Leaders are often challenged to listen when the listening is hard. Leaders are often connecting people – they hope to make connections between people.

Leadership = Traditional Leadership and Creative Leadership

  • symbol of authority vs. symbol of inspiration
  • yes or no vs. maybe (comfortable with ambiguity)

Ben Horowitz’s blog.  The secret of a CEO is to never tell anyone you’re having a psychological meltdown. “If you manage a team of 10 people, it’s quite possible to do so with very few mistakes or bad behaviors. If you manage an organization of many more it becomes quite impossible.”
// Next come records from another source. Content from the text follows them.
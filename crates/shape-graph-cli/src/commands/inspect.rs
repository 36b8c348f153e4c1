//! Summarize a point-cloud sample.

use clap::Args;
use serde::Serialize;

use shape_graph_core::types::{BoundingBox, Point};
use shape_graph_core::{Config, CoreError};

use super::args::SourceArgs;
use super::{fail, load_points};
use crate::error::CliExitCode;

/// Arguments for the inspect command.
#[derive(Args, Debug)]
pub struct InspectArgs {
    #[command(flatten)]
    pub source: SourceArgs,

    /// Print the summary as JSON
    #[arg(long)]
    pub json: bool,
}

#[derive(Debug, Serialize)]
struct Summary {
    points: usize,
    bounding_box: BoundingBox,
    centroid: Point,
}

/// Execute the inspect command.
pub fn handle_inspect(args: InspectArgs, mut config: Config) -> i32 {
    args.source.apply(&mut config);

    let points = match load_points(&config) {
        Ok(points) => points,
        Err(e) => return fail("Failed to load point cloud", &e),
    };

    let summary = Summary {
        points: points.len(),
        bounding_box: points.bounding_box(),
        centroid: points.centroid(),
    };

    if args.json {
        match serde_json::to_string_pretty(&summary) {
            Ok(json) => println!("{json}"),
            Err(e) => return fail("Failed to serialize summary", &CoreError::from(e)),
        }
    } else {
        let bb = summary.bounding_box;
        println!("points:   {}", summary.points);
        println!("min:      ({:.4}, {:.4}, {:.4})", bb.min.x, bb.min.y, bb.min.z);
        println!("max:      ({:.4}, {:.4}, {:.4})", bb.max.x, bb.max.y, bb.max.z);
        println!(
            "centroid: ({:.4}, {:.4}, {:.4})",
            summary.centroid.x, summary.centroid.y, summary.centroid.z
        );
    }

    CliExitCode::Success.into()
}
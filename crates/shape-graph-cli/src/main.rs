//! Shape Graph CLI
//!
//! Loads a point-cloud sample, builds its k-nearest-neighbor graph and
//! renders the points as a 3D scatter plot.
//!
//! # Commands
//!
//! - `run`: point source → K-NN graph → SVG scatter plot
//! - `build`: point source → K-NN graph → statistics / JSON edge list
//! - `inspect`: point source → bounding box and centroid
//!
//! # Configuration
//!
//! Settings come from `config/default.toml`, `config/{SHAPE_GRAPH_ENV}.toml`
//! and `SHAPE_GRAPH_*` environment variables, or from `--config <file>`.
//! Command-line flags override both.
//!
//! Exit code 0 on success, 1 on runtime failure, 2 on invalid input.

use std::path::PathBuf;

use clap::{Parser, Subcommand};
use tracing_subscriber::{fmt, EnvFilter};

use shape_graph_core::config::LoggingConfig;
use shape_graph_core::Config;

mod commands;
mod error;

use error::exit_code_for_error;

/// Shape Graph CLI - point-cloud K-NN graphs
#[derive(Parser)]
#[command(name = "shape-graph")]
#[command(version)]
#[command(about = "Build k-nearest-neighbor graphs over 3D point-cloud samples")]
#[command(propagate_version = true)]
struct Cli {
    /// Verbosity level (-v, -vv, -vvv)
    #[arg(short, long, action = clap::ArgAction::Count, global = true)]
    verbose: u8,

    /// Configuration file (TOML); replaces the config/ directory lookup
    #[arg(short, long, global = true)]
    config: Option<PathBuf>,

    #[command(subcommand)]
    command: Commands,
}

#[derive(Subcommand)]
enum Commands {
    /// Load a sample, build its K-NN graph and render a scatter plot
    Run(commands::run::RunArgs),
    /// Load a sample, build its K-NN graph and report statistics
    ///
    /// Use --edges-out to export the edge list as JSON.
    Build(commands::build::BuildArgs),
    /// Summarize a sample without building a graph
    Inspect(commands::inspect::InspectArgs),
}

fn main() {
    let cli = Cli::parse();

    let config = match &cli.config {
        Some(path) => Config::from_file(path),
        None => Config::load(),
    };
    let config = match config {
        Ok(config) => config,
        Err(e) => {
            eprintln!("Invalid configuration: {e}");
            std::process::exit(exit_code_for_error(&e).into());
        }
    };

    init_logging(cli.verbose, &config.logging);

    // Dispatch to command handlers
    let exit_code = match cli.command {
        Commands::Run(args) => commands::run::handle_run(args, config),
        Commands::Build(args) => commands::build::handle_build(args, config),
        Commands::Inspect(args) => commands::inspect::handle_inspect(args, config),
    };

    std::process::exit(exit_code);
}

/// Setup logging from `-v` count, falling back to `RUST_LOG`, then config.
fn init_logging(verbose: u8, logging: &LoggingConfig) {
    let filter = match verbose {
        0 => EnvFilter::try_from_default_env()
            .unwrap_or_else(|_| EnvFilter::new(logging.level.to_ascii_lowercase())),
        1 => EnvFilter::new("info"),
        2 => EnvFilter::new("debug"),
        _ => EnvFilter::new("trace"),
    };

    let builder = fmt()
        .with_env_filter(filter)
        .with_target(true)
        .with_level(true)
        .with_file(logging.include_location)
        .with_line_number(logging.include_location)
        .with_writer(std::io::stderr);

    match logging.format.as_str() {
        "json" => builder.json().init(),
        "compact" => builder.compact().init(),
        _ => builder.init(),
    }
}
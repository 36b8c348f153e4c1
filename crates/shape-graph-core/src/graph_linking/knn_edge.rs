//! Directed K-NN graph edges.

use serde::{Deserialize, Serialize};

use crate::error::{CoreError, CoreResult};

/// A directed edge `source → target` meaning "target is one of source's k
/// nearest neighbors".
///
/// The reverse edge exists only if source is also among target's k nearest.
///
/// # Examples
///
/// ```
/// use shape_graph_core::graph_linking::KnnEdge;
///
/// let edge = KnnEdge::new(0, 3, 1.5).unwrap();
/// assert_eq!(edge.source(), 0);
/// assert_eq!(edge.target(), 3);
/// assert_eq!(edge.reversed().source(), 3);
///
/// // Self-loops are rejected
/// assert!(KnnEdge::new(2, 2, 0.0).is_err());
/// ```
#[derive(Debug, Clone, Copy, PartialEq, Serialize, Deserialize)]
pub struct KnnEdge {
    source: usize,
    target: usize,
    distance: f64,
}

impl KnnEdge {
    /// Create a new edge.
    ///
    /// # Errors
    ///
    /// `GraphInvariant` if `source == target` or `distance` is negative or
    /// non-finite.
    pub fn new(source: usize, target: usize, distance: f64) -> CoreResult<Self> {
        if source == target {
            return Err(CoreError::GraphInvariant(format!(
                "self-loop edge at point {source}"
            )));
        }

        if !distance.is_finite() || distance < 0.0 {
            return Err(CoreError::GraphInvariant(format!(
                "edge {source} -> {target} has invalid distance {distance}"
            )));
        }

        Ok(Self {
            source,
            target,
            distance,
        })
    }

    /// Index of the point whose neighbor this is.
    #[inline]
    pub fn source(&self) -> usize {
        self.source
    }

    /// Index of the neighbor.
    #[inline]
    pub fn target(&self) -> usize {
        self.target
    }

    /// Euclidean distance between the two points.
    #[inline]
    pub fn distance(&self) -> f64 {
        self.distance
    }

    /// `(source, target)` pair.
    #[inline]
    pub fn pair(&self) -> (usize, usize) {
        (self.source, self.target)
    }

    /// The same relation in the opposite direction.
    #[inline]
    pub fn reversed(&self) -> Self {
        Self {
            source: self.target,
            target: self.source,
            distance: self.distance,
        }
    }

    /// Canonical undirected key `(min, max)`.
    #[inline]
    pub fn undirected_key(&self) -> (usize, usize) {
        if self.source < self.target {
            (self.source, self.target)
        } else {
            (self.target, self.source)
        }
    }
}

#[cfg(test)]
mod tests {
    use super::*;

    #[test]
    fn test_rejects_invalid_distance() {
        assert!(KnnEdge::new(0, 1, -0.1).is_err());
        assert!(KnnEdge::new(0, 1, f64::NAN).is_err());
        assert!(KnnEdge::new(0, 1, f64::INFINITY).is_err());
        assert!(KnnEdge::new(0, 1, 0.0).is_ok());
    }

    #[test]
    fn test_undirected_key() {
        let edge = KnnEdge::new(5, 2, 1.0).unwrap();
        assert_eq!(edge.undirected_key(), (2, 5));
        assert_eq!(edge.reversed().undirected_key(), (2, 5));
        assert_eq!(edge.pair(), (5, 2));
    }

    #[test]
    fn test_serialization_roundtrip() {
        let edge = KnnEdge::new(1, 4, 0.25).unwrap();
        let json = serde_json::to_string(&edge).unwrap();
        assert!(json.contains("\"source\":1"));
        let back: KnnEdge = serde_json::from_str(&json).unwrap();
        assert_eq!(back, edge);
    }
}
//! K-NN graph builder.
//!
//! For every point `i`, rank every other point by `(squared distance, index)`
//! and link `i` to the first `k`. The builder is a pure function of its
//! configuration and the point set: no I/O, no shared state, and either a
//! complete graph or an error.
//!
//! # Complexity
//!
//! - Brute force: O(N²) distance computations
//! - K-d tree: O(N log N) build, roughly O(k log N) per query on
//!   well-spread clouds

use rayon::prelude::*;
use serde::{Deserialize, Serialize};
use tracing::{debug, warn};

use super::candidate::{BestK, Candidate};
use super::{KdTree, KnnEdge, KnnGraph, AUTO_KD_TREE_THRESHOLD, DEFAULT_K};
use crate::error::{CoreError, CoreResult};
use crate::types::PointSet;

/// What to do when `k` exceeds the number of other points (`N - 1`).
#[derive(Debug, Clone, Copy, Default, PartialEq, Eq, Serialize, Deserialize)]
#[serde(rename_all = "lowercase")]
pub enum KPolicy {
    /// Use `k = N - 1`: every point is linked to all others.
    #[default]
    Clamp,
    /// Fail with `KExceedsPointCount`.
    Strict,
}

/// Neighbor search strategy. All strategies produce identical graphs.
#[derive(Debug, Clone, Copy, Default, PartialEq, Eq, Serialize, Deserialize)]
#[serde(rename_all = "snake_case")]
pub enum SearchStrategy {
    /// Brute force below `auto_kd_tree_threshold` points, k-d tree above.
    #[default]
    Auto,
    /// Scan every pair.
    BruteForce,
    /// Exact k-d tree queries.
    KdTree,
}

/// Configuration for K-NN graph construction.
#[derive(Debug, Clone, PartialEq, Serialize, Deserialize)]
#[serde(default)]
pub struct KnnConfig {
    /// Number of neighbors per point.
    pub k: usize,
    /// Behaviour when `k > N - 1`.
    pub k_policy: KPolicy,
    /// Neighbor search strategy.
    pub strategy: SearchStrategy,
    /// Point count above which `Auto` uses the k-d tree.
    pub auto_kd_tree_threshold: usize,
    /// Run the per-point searches on the rayon thread pool.
    pub parallel: bool,
}

impl Default for KnnConfig {
    fn default() -> Self {
        Self {
            k: DEFAULT_K,
            k_policy: KPolicy::Clamp,
            strategy: SearchStrategy::Auto,
            auto_kd_tree_threshold: AUTO_KD_TREE_THRESHOLD,
            parallel: false,
        }
    }
}

impl KnnConfig {
    /// Create config with custom k value.
    pub fn with_k(mut self, k: usize) -> Self {
        self.k = k;
        self
    }

    /// Create config with custom k policy.
    pub fn with_k_policy(mut self, k_policy: KPolicy) -> Self {
        self.k_policy = k_policy;
        self
    }

    /// Create config with custom search strategy.
    pub fn with_strategy(mut self, strategy: SearchStrategy) -> Self {
        self.strategy = strategy;
        self
    }

    /// Create config with parallel search enabled or disabled.
    pub fn with_parallel(mut self, parallel: bool) -> Self {
        self.parallel = parallel;
        self
    }

    /// Create config with a custom `Auto` threshold.
    pub fn with_auto_kd_tree_threshold(mut self, threshold: usize) -> Self {
        self.auto_kd_tree_threshold = threshold;
        self
    }

    /// Strategy actually used for a point set of `n` points.
    pub fn resolve_strategy(&self, n: usize) -> SearchStrategy {
        match self.strategy {
            SearchStrategy::Auto if n > self.auto_kd_tree_threshold => SearchStrategy::KdTree,
            SearchStrategy::Auto => SearchStrategy::BruteForce,
            explicit => explicit,
        }
    }
}
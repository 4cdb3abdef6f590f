//! A chronologically ordered collection of daily bars for one symbol.

use chrono::NaiveDate;
use thiserror::Error;

use crate::models::bar::Bar;

/// A bar that breaks the series invariants.
#[derive(Debug, Clone, PartialEq, Error)]
pub enum InvalidBarError {
    /// Close is zero, negative, NaN or infinite.
    #[error("bar {index} ({date}): close must be a positive finite number, got {close}")]
    NonPositiveClose {
        index: usize,
        date: NaiveDate,
        close: f64,
    },

    /// Date is equal to or earlier than the previous bar's date.
    #[error("bar {index} ({date}) is not after the previous bar ({previous})")]
    NotAscending {
        index: usize,
        date: NaiveDate,
        previous: NaiveDate,
    },
}

/// Daily bars for a single symbol, oldest first.
///
/// Weekends and holidays are naturally absent; no gap filling is done.
#[derive(Debug, Clone, PartialEq)]
pub struct BarSeries {
    /// The symbol this data represents (e.g., "AAPL").
    pub symbol: String,
    /// The bars, ascending by date.
    pub bars: Vec<Bar>,
}

impl BarSeries {
    pub fn new(symbol: impl Into<String>, bars: Vec<Bar>) -> Self {
        Self {
            symbol: symbol.into(),
            bars,
        }
    }

    pub fn len(&self) -> usize {
        self.bars.len()
    }

    pub fn is_empty(&self) -> bool {
        self.bars.is_empty()
    }

    pub fn bars(&self) -> &[Bar] {
        &self.bars
    }

    /// Close prices in series order.
    pub fn closes(&self) -> Vec<f64> {
        self.bars.iter().map(|b| b.close).collect()
    }

    pub fn last(&self) -> Option<&Bar> {
        self.bars.last()
    }

    pub fn latest_close(&self) -> Option<f64> {
        self.last().map(|b| b.close)
    }

    /// Checks that every close is positive and finite and that dates strictly increase.
    ///
    /// Returns the first offending bar. Nothing is sorted or repaired.
    pub fn validate(&self) -> Result<(), InvalidBarError> {
        let mut previous: Option<NaiveDate> = None;
        for (index, bar) in self.bars.iter().enumerate() {
            if !(bar.close.is_finite() && bar.close > 0.0) {
                return Err(InvalidBarError::NonPositiveClose {
                    index,
                    date: bar.date,
                    close: bar.close,
                });
            }
            if let Some(prev) = previous {
                if bar.date <= prev {
                    return Err(InvalidBarError::NotAscending {
                        index,
                        date: bar.date,
                        previous: prev,
                    });
                }
            }
            previous = Some(bar.date);
        }
        Ok(())
    }
}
A lot of leaders are used to

Redesigning Leadership (book by John Maeda and Becky Bermont) – chronicles first two years of being president of a college.

Humanity and Technology

The disruption of TVs, computers, mobile (a tv on your face…)

Technology realizes progress at light speed…electrons travel at light speed; people don’t.

Technology…delivery text, images, music, movies…there’s a pattern across CD ROMS to browsers to phones…we’re kind of stuck in this loop now.

Design = making solutions; Art = making questions

Artists ask why..why not? It’s not about auto-pilot…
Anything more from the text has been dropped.